This show opens with a little room full of early portraits of Cézanne's family. Cézanne's uncle acts as the star sitter, but also looks like a man who never planned on being painted. He seems to want to do his nephew a favor. It's hard to tell. Overall the uncle either has RBF or just can barely tolerate sitting still.
These are Cézanne's earliest portraits, and by Cézanne's own standards they are incredibly weird Cézanne paintings, but stellar stand-alone paintings. I doubt that I would have been able to tell you that these are Cézanne's. Like Georgia O' Keefe's Kachina dolls, or Wyeth's Helga paintings - they're just really weird paintings compared to the rest of the painter's work. This weirdness or difference also makes these impasto portraits highly modern - the artist is allowed to grow and assume a different style in the next decade of his life. Cézanne eventually painted portraits and all of his work in a flat-brushed, unbodied way.
You can see the air bubbles in each swipe of oil, and Cézanne lightly brushes surprising colors into the face - lime green, bright pink, magenta, and the sort of green that emerges when you mix black with too much white. This painting was the most unusual Cézanne I've ever seen - instead of lightness or airiness, it's black and stark. Instead of flat paint, it's heaped onto the canvas like butter. I really am not sure why Cézanne would have parted from this style other than that it is a difficult style (it's much easier to paint flat than thick) or that maybe the Uncle didn't like these portraits so much.
His eye sockets are convex, and his nose shines with a dab of white paint for added dimensionality. His mouth is utterly lost in his black beard.
It's possible that the first gallery of this show was the most stunning, and every room after that contains the Cézanne we know and love, the same brilliant achievements but in Cézanne's more knowable style - self portraits, the artist's son, the artist's secret wife, the artist's unnamed gardener, the boy in the red waistcoat, a man in his study, and a man smoking. After those impasto early portraits of Cézanne's uncle, the rest of the show struck me as studied, collected, and interested in color over volume.
In this portrait of a man in his study, the pages of the man's notebooks and tablets take on a life of their own, with multicolor swatches of paint composing the pages like a quilt. I doubt this man's accounting tables were actually so exciting or vibrant, but this is just what Cézanne does - he finds the color within the color.
If the man's hand above were truly as blue as it is in the painting, we'd have to say that this was a very bruised hand. Instead, given the other dashes of color we are able to forgive the blueness of the hand. It's probably just a shadow of liberty.
Still, I couldn't get over the amount of color in white pages of books in the study portrait. In the pages on the right side of the photo above, to take inventory, we have pink, yellow, gray, teal, green, orange, blue, purple, and an edge of sienna. Who on Earth aside from Cézanne can see so many colors in a white page? For many impressionists, there was no using black. For Cézanne it seems to be no black and no gray.

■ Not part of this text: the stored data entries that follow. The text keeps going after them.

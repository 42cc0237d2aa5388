pub mod batch_predictor;

pub use batch_predictor::BatchPredictor;
use anyhow::{Context, Result};
use clap::Parser;
use detect_batch::services::{DirectorySelector, FileSelector, PathListSelector};
use detect_batch::{logger, App, Config, DetectorClient, EventSink, TracingSink};
use std::path::PathBuf;
use std::sync::Arc;

/// 批量检测 CSV 中的文本是否由 AI 生成
#[derive(Debug, Parser)]
#[command(name = "detect-batch", version)]
struct Cli {
    /// 待处理的 CSV 文件
    files: Vec<PathBuf>,

    /// 处理该文件夹下的所有 CSV（未给出文件时生效）
    #[arg(long)]
    input_dir: Option<PathBuf>,

    /// TOML 配置文件，也可用 DETECT_CONFIG 指定
    #[arg(short, long)]
    config: Option<PathBuf>,

    /// 检测服务地址
    #[arg(long)]
    endpoint: Option<String>,

    /// 单个文件同时进行的请求数
    #[arg(long)]
    concurrency: Option<usize>,

    /// 同时处理的文件数
    #[arg(long)]
    max_files: Option<usize>,

    /// 输出目录
    #[arg(long)]
    output_dir: Option<PathBuf>,

    /// 压缩包路径
    #[arg(long)]
    archive: Option<PathBuf>,

    /// 文本所在列
    #[arg(long)]
    text_column: Option<String>,
}

impl Cli {
    /// 默认值 → 配置文件 → 环境变量 → 命令行
    fn load_config(&self) -> Result<Config> {
        let config_path = self
            .config
            .clone()
            .or_else(|| std::env::var("DETECT_CONFIG").ok().map(PathBuf::from));

        let base = match config_path {
            Some(path) => Config::from_toml_file(&path)?,
            None => Config::default(),
        };

        let mut config = base.merge_env();
        if let Some(endpoint) = &self.endpoint {
            config.endpoint_url = endpoint.clone();
        }
        if let Some(concurrency) = self.concurrency {
            config.max_concurrent_requests = concurrency;
        }
        if let Some(max_files) = self.max_files {
            config.max_concurrent_files = Some(max_files);
        }
        if let Some(output_dir) = &self.output_dir {
            config.output_dir = output_dir.clone();
        }
        if let Some(archive) = &self.archive {
            config.archive_path = archive.clone();
        }
        if let Some(text_column) = &self.text_column {
            config.text_column = text_column.clone();
        }

        config.validate()?;
        Ok(config)
    }

    fn selector(&self) -> Box<dyn FileSelector> {
        match &self.input_dir {
            Some(dir) if self.files.is_empty() => Box::new(DirectorySelector::new(dir)),
            _ => Box::new(PathListSelector::new(self.files.clone())),
        }
    }
}

#[tokio::main]
async fn main() -> Result<()> {
    // 初始化日志
    logger::init();

    let cli = Cli::parse();

    // 加载配置
    let config = cli.load_config()?;

    let sink: Arc<dyn EventSink> = Arc::new(TracingSink);
    let client = DetectorClient::new(&config, sink.clone()).context("无法创建 HTTP 客户端")?;

    // 初始化并运行应用
    let archive_path = config.archive_path.clone();
    let app = App::new(config, Arc::new(client), sink);
    let summary = app.run(cli.selector().as_ref()).await?;

    if summary.archive.is_some() {
        println!("Processed files are zipped into {}", archive_path.display());
    } else {
        println!("No files selected.");
    }

    Ok(())
}
//! 单个表格处理器 - 编排层
//!
//! ## 职责
//!
//! 1. 取出文本列（缺列直接报错，交给上层处理）
//! 2. 整张表只调用一次批量预测
//! 3. 按行号追加 `label` 和 `confidence_score` 两列
//! 4. 丢弃没有拿到置信度的行

use crate::error::TableError;
use crate::models::{Prediction, Table};
use crate::workflow::BatchPredictor;
use tracing::debug;

/// 标签列名
pub const LABEL_COLUMN: &str = "label";
/// 置信度列名
pub const CONFIDENCE_COLUMN: &str = "confidence_score";

/// 表格处理器
pub struct TableProcessor {
    predictor: BatchPredictor,
    text_column: String,
}

impl TableProcessor {
    pub fn new(predictor: BatchPredictor, text_column: impl Into<String>) -> Self {
        Self {
            predictor,
            text_column: text_column.into(),
        }
    }

    /// 处理一张表
    ///
    /// 缺少文本列时返回 `TableError::MissingColumn`。
    pub async fn process(&self, table: Table) -> Result<Table, TableError> {
        let texts = table.column(&self.text_column)?;
        debug!("表格共 {} 行，开始分类", texts.len());

        let predictions = self.predictor.predict_all(texts).await;
        Ok(apply_predictions(table, &predictions))
    }
}

/// 把预测结果写回表格，并去掉未评分的行
///
/// `predictions` 必须与表格行一一对应。
pub fn apply_predictions(mut table: Table, predictions: &[Prediction]) -> Table {
    let labels = predictions
        .iter()
        .map(|p| p.label().unwrap_or_default().to_string())
        .collect();
    let confidences = predictions
        .iter()
        .map(|p| p.confidence().map(format_confidence).unwrap_or_default())
        .collect();

    table.set_column(LABEL_COLUMN, labels);
    table.set_column(CONFIDENCE_COLUMN, confidences);
    table.retain_rows(|i| predictions.get(i).is_some_and(|p| !p.is_absent()));
    table
}

/// 置信度的文本形式：最短可还原表示，整数也带小数点
pub fn format_confidence(confidence: f64) -> String {
    format!("{:?}", confidence)
}
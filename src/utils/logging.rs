/// 日志工具模块
///
/// 提供日志格式化和输出的辅助函数
use tracing::{info, warn};

/// 峰值并发超过该值时给出提示
const PEAK_CONCURRENCY_WARN: usize = 50;

/// 记录程序启动信息
///
/// # 参数
/// - `file_count`: 选中的文件数
/// - `file_slots`: 同时处理的文件数
/// - `request_slots`: 每个文件同时进行的请求数
pub fn log_startup(file_count: usize, file_slots: usize, request_slots: usize) {
    info!("{}", "=".repeat(60));
    info!("🚀 程序启动 - 批量文本检测模式");
    info!("📁 待处理文件: {}", file_count);
    info!("📊 文件并发: {} | 单文件请求并发: {}", file_slots, request_slots);
    info!("{}", "=".repeat(60));

    let peak = file_slots.saturating_mul(request_slots);
    if peak > PEAK_CONCURRENCY_WARN {
        warn!(
            "⚠️ 峰值并发请求数可达 {}，可通过 MAX_CONCURRENT_FILES 限制",
            peak
        );
    }
}

/// 打印最终统计信息
///
/// # 参数
/// - `success`: 成功数量
/// - `failed`: 失败数量
/// - `total`: 总数
pub fn print_final_stats(success: usize, failed: usize, total: usize) {
    info!("\n{}", "=".repeat(60));
    info!("📊 全部处理完成统计");
    info!(
        "完成时间: {}",
        chrono::Local::now().format("%Y-%m-%d %H:%M:%S")
    );
    info!("{}", "=".repeat(60));
    info!("✅ 成功: {}/{}", success, total);
    info!("❌ 失败: {}", failed);
    info!("{}", "=".repeat(60));
}

/// 截断长文本用于日志显示
///
/// # 参数
/// - `text`: 原始文本
/// - `max_len`: 最大长度
///
/// # 返回
/// 返回截断后的文本
pub fn truncate_text(text: &str, max_len: usize) -> String {
    if text.chars().count() > max_len {
        text.chars().take(max_len).collect::<String>() + "..."
    } else {
        text.to_string()
    }
}
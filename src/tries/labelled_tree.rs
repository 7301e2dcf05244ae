//! Succinct trie made of a LOUDS sequence and two label arrays.

use std::io::{Read, Write};

use anyhow::Result;

use crate::bit_vectors::{BitArray, Louds, RankedBitArray};
use crate::tries::{LevelStep, Trie};
use crate::utils::ceiled_divide;
use crate::{Build, Error, Search, Serializable};

/// Succinct trie over a [`Louds`] sequence.
///
/// Every non-root node has an edge label in `keys` and an end-of-word byte in `eow`, both
/// at index `node_index - 2`. The end-of-word flag of the root (the empty word) is kept
/// aside. Both arrays are filled by the same level-order walk that emits the existence
/// bits, so they stay aligned with the sequence.
///
/// # Serialization
///
/// The export layout is `louds ++ keys ++ eow`. For `m` non-root nodes, the LOUDS section
/// packs its `2m + 3` bits into bytes with bit `i` at byte `i >> 3`, bit `i & 7`. The bit
/// right after the sequence holds the end-of-word flag of the root, and the remaining
/// padding is zero. The node count is recovered from the buffer length.
///
/// # Examples
///
/// ```
/// # fn main() -> anyhow::Result<()> {
/// use trie_encodings::{prelude::*, LabelledTree, Trie};
///
/// let tree = LabelledTree::create(&Trie::create(["a", "b"]));
/// assert_eq!(tree.keys(), b"ab");
/// assert_eq!(tree.eow(), [1, 1]);
///
/// // Root at 0; `a` and `b` at 2 and 3.
/// assert_eq!(tree.find_child(0, b'a'), Some(2));
/// assert_eq!(tree.find_child(0, b'b'), Some(3));
/// assert_eq!(tree.find_child(0, b'c'), None);
///
/// let bytes = tree.to_bytes()?;
/// assert_eq!(bytes, [0b0000_1101, b'a', b'b', 1, 1]);
/// assert_eq!(LabelledTree::from_bytes(&bytes)?, tree);
/// # Ok(())
/// # }
/// ```
#[derive(Debug, Clone, PartialEq, Eq)]
pub struct LabelledTree {
    louds: Louds,
    keys: Vec<u8>,
    eow: Vec<u8>,
    root_eow: bool,
}

impl LabelledTree {
    /// Creates the succinct form of `trie`.
    ///
    /// Each child visited by the level-order walk emits its existence bit, key and
    /// end-of-word byte in the same step.
    pub fn create(trie: &Trie) -> Self {
        let mut bv = BitArray::from_bits([true, false]);
        let mut keys = Vec::with_capacity(trie.num_nodes() - 1);
        let mut eow = Vec::with_capacity(trie.num_nodes() - 1);
        for step in trie.level_order() {
            match step {
                LevelStep::Child {
                    key, end_of_word, ..
                } => {
                    bv.push_bit(true);
                    keys.push(key);
                    eow.push(u8::from(end_of_word));
                }
                LevelStep::Close => bv.push_bit(false),
            }
        }
        let this = Self {
            louds: Louds::new(RankedBitArray::new(bv)),
            keys,
            eow,
            root_eow: trie.root().is_end_of_word(),
        };
        tracing::debug!(
            nodes = this.num_nodes(),
            bits = this.louds.num_bits(),
            "created labelled tree"
        );
        this
    }

    /// Returns the position of the child of the node at `position` labelled `key`,
    /// or [`None`] if absent.
    ///
    /// # Complexity
    ///
    /// Linear in the number of children, plus one select.
    #[inline(always)]
    pub fn find_child(&self, position: usize, key: u8) -> Option<usize> {
        let mut pos = self.louds.first_child(position)?;
        while self.louds.is_node(pos) {
            if self.label(pos)? == key {
                return Some(pos);
            }
            pos += 1;
        }
        None
    }

    /// Returns the position of the node reached by spelling `word` from the root,
    /// or [`None`] if the path breaks.
    pub fn find<W: AsRef<[u8]>>(&self, word: W) -> Option<usize> {
        word.as_ref()
            .iter()
            .try_fold(0, |pos, &key| self.find_child(pos, key))
    }

    /// Returns the LOUDS sequence.
    pub const fn louds(&self) -> &Louds {
        &self.louds
    }

    /// Returns the edge labels of the non-root nodes in level order.
    pub fn keys(&self) -> &[u8] {
        &self.keys
    }

    /// Returns the end-of-word bytes of the non-root nodes in level order.
    pub fn eow(&self) -> &[u8] {
        &self.eow
    }

    /// Returns the number of nodes, including the root.
    pub fn num_nodes(&self) -> usize {
        self.keys.len() + 1
    }

    /// Returns the byte length of the export layout for `m` non-root nodes.
    ///
    /// # Examples
    ///
    /// ```
    /// use trie_encodings::LabelledTree;
    ///
    /// assert_eq!(LabelledTree::encoded_len(0), 1);
    /// assert_eq!(LabelledTree::encoded_len(11), 26);
    /// ```
    pub const fn encoded_len(m: usize) -> usize {
        ceiled_divide(2 * m + 3, 8) + 2 * m
    }

    fn label(&self, pos: usize) -> Option<u8> {
        let index = self.louds.node_index(pos)?;
        self.keys.get(index.checked_sub(2)?).copied()
    }

    fn is_end_of_word(&self, pos: usize) -> bool {
        if pos == 0 {
            return self.root_eow;
        }
        self.louds
            .node_index(pos)
            .and_then(|index| self.eow.get(index.checked_sub(2)?))
            .map_or(false, |&x| x == 1)
    }

    /// Returns the number of non-root nodes whose export layout takes `len` bytes.
    fn num_labels_for(len: usize) -> Option<usize> {
        let (mut lo, mut hi) = (0, len / 2);
        while lo < hi {
            let mid = lo + (hi - lo) / 2;
            if Self::encoded_len(mid) < len {
                lo = mid + 1;
            } else {
                hi = mid;
            }
        }
        (Self::encoded_len(lo) == len).then_some(lo)
    }

    fn export(&self) -> Vec<u8> {
        let num_bits = self.louds.num_bits();
        let mut bytes = vec![0; ceiled_divide(num_bits + 1, 8)];
        let bits = self.louds.ranked_bit_array().bit_array().iter();
        for (i, bit) in bits.chain([self.root_eow]).enumerate() {
            bytes[i >> 3] |= u8::from(bit) << (i & 7);
        }
        bytes.extend_from_slice(&self.keys);
        bytes.extend_from_slice(&self.eow);
        bytes
    }

    fn import(bytes: &[u8]) -> Result<Self> {
        let m = Self::num_labels_for(bytes.len()).ok_or_else(|| {
            Error::malformed(format!(
                "no node count yields a {}-byte buffer",
                bytes.len()
            ))
        })?;
        let num_bits = 2 * m + 3;
        let (louds, labels) = bytes.split_at(ceiled_divide(num_bits, 8));
        let (keys, eow) = labels.split_at(m);

        let bit = |i: usize| (louds[i >> 3] >> (i & 7)) & 1 == 1;
        if (num_bits + 1..louds.len() * 8).any(bit) {
            return Err(Error::malformed("padding bits of the louds section are set").into());
        }
        if let Some(x) = eow.iter().find(|&&x| 1 < x) {
            return Err(Error::malformed(format!("end-of-word byte {x}")).into());
        }

        let louds = Louds::from_bit_array(BitArray::from_bits((0..num_bits).map(bit)))?;
        check_sibling_keys(&louds, keys)?;

        Ok(Self {
            louds,
            keys: keys.to_vec(),
            eow: eow.to_vec(),
            root_eow: bit(num_bits),
        })
    }
}

/// Checks that no children group of `louds` holds the same key twice.
fn check_sibling_keys(louds: &Louds, keys: &[u8]) -> Result<()> {
    let mut seen = [false; 256];
    let mut index: usize = 0;
    // The super-root group holds only the root, which has no key.
    for (pos, bit) in louds.ranked_bit_array().bit_array().iter().enumerate() {
        if !bit {
            seen = [false; 256];
            continue;
        }
        index += 1;
        let Some(&key) = index.checked_sub(2).and_then(|i| keys.get(i)) else {
            continue;
        };
        if std::mem::replace(&mut seen[key as usize], true) {
            return Err(Error::malformed(format!(
                "duplicate key {key} among the siblings at {pos}"
            ))
            .into());
        }
    }
    Ok(())
}

impl Build for LabelledTree {
    /// Creates a new tree from `words`.
    ///
    /// # Errors
    ///
    /// Never.
    fn build_from_words<I, W>(words: I) -> Result<Self>
    where
        I: IntoIterator<Item = W>,
        W: AsRef<[u8]>,
    {
        Ok(Self::create(&Trie::create(words)))
    }
}

impl Search for LabelledTree {
    fn search<W: AsRef<[u8]>>(&self, word: W) -> bool {
        self.find(word).map_or(false, |pos| self.is_end_of_word(pos))
    }

    fn starts_with<W: AsRef<[u8]>>(&self, prefix: W) -> bool {
        self.find(prefix).is_some()
    }
}

impl Serializable for LabelledTree {
    fn serialize_into<W: Write>(&self, mut writer: W) -> Result<usize> {
        let bytes = self.export();
        writer.write_all(&bytes)?;
        Ok(bytes.len())
    }

    fn deserialize_from<R: Read>(mut reader: R) -> Result<Self> {
        let mut bytes = vec![];
        reader.read_to_end(&mut bytes)?;
        let this = Self::import(&bytes)?;
        tracing::debug!(
            nodes = this.num_nodes(),
            bytes = bytes.len(),
            "deserialized labelled tree"
        );
        Ok(this)
    }

    fn size_in_bytes(&self) -> usize {
        Self::encoded_len(self.keys.len())
    }
}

This portrait, titled "The Smoker" strikes me as the most realistic of Cézanne's portraits, and possibly any of his works. The man's coat and hat seem to fit well. His hand, configured with accuracy, cradles his face. We have a stylistic quantum leap from the earlier portraits of Cézanne's uncle to this portrait. Black doesn't seem to touch this sitter - while his coat may have been black or dark brown, it is every color in the portrait below.
Blue, green, red, purple, orange, bright pink, gray, violet - these are all the colors of the smoker's coat.
One of the more outstanding paintings outside of the first gallery was this self portrait:
I'm not even sure what is happening with Cézanne's leg here - it's much like the tables where his still lives are placed. If you end up looking at Cézanne's leg instead of Cézanne's face, you sort of get confused, your brain gets lazy, and you have to go back to looking at Cézanne's face. The same mechanic happens with a Cézanne still life - if you look at the table, you're missing the nectarines.
The placard outside of the portrait gallery encourages viewers to see the other Cézanne pieces in the National Gallery in addition to the portraits. The show's overall statement is also correct in assessing that Cézanne was probably better at painting fruit than faces, yet, I'll go to bat for Cézanne's ability to fill the human face with the same wild ranges of color as the nectarines.
Here is a Cézanne from the permanent collection:
Looking at just the cloth in this still life, we've seen this before. The blues, bright green, purple, gray, and pink were also in the faces of Cézanne's portraits. For Cézanne, painting is a matter of how many colors you can see in a gray area.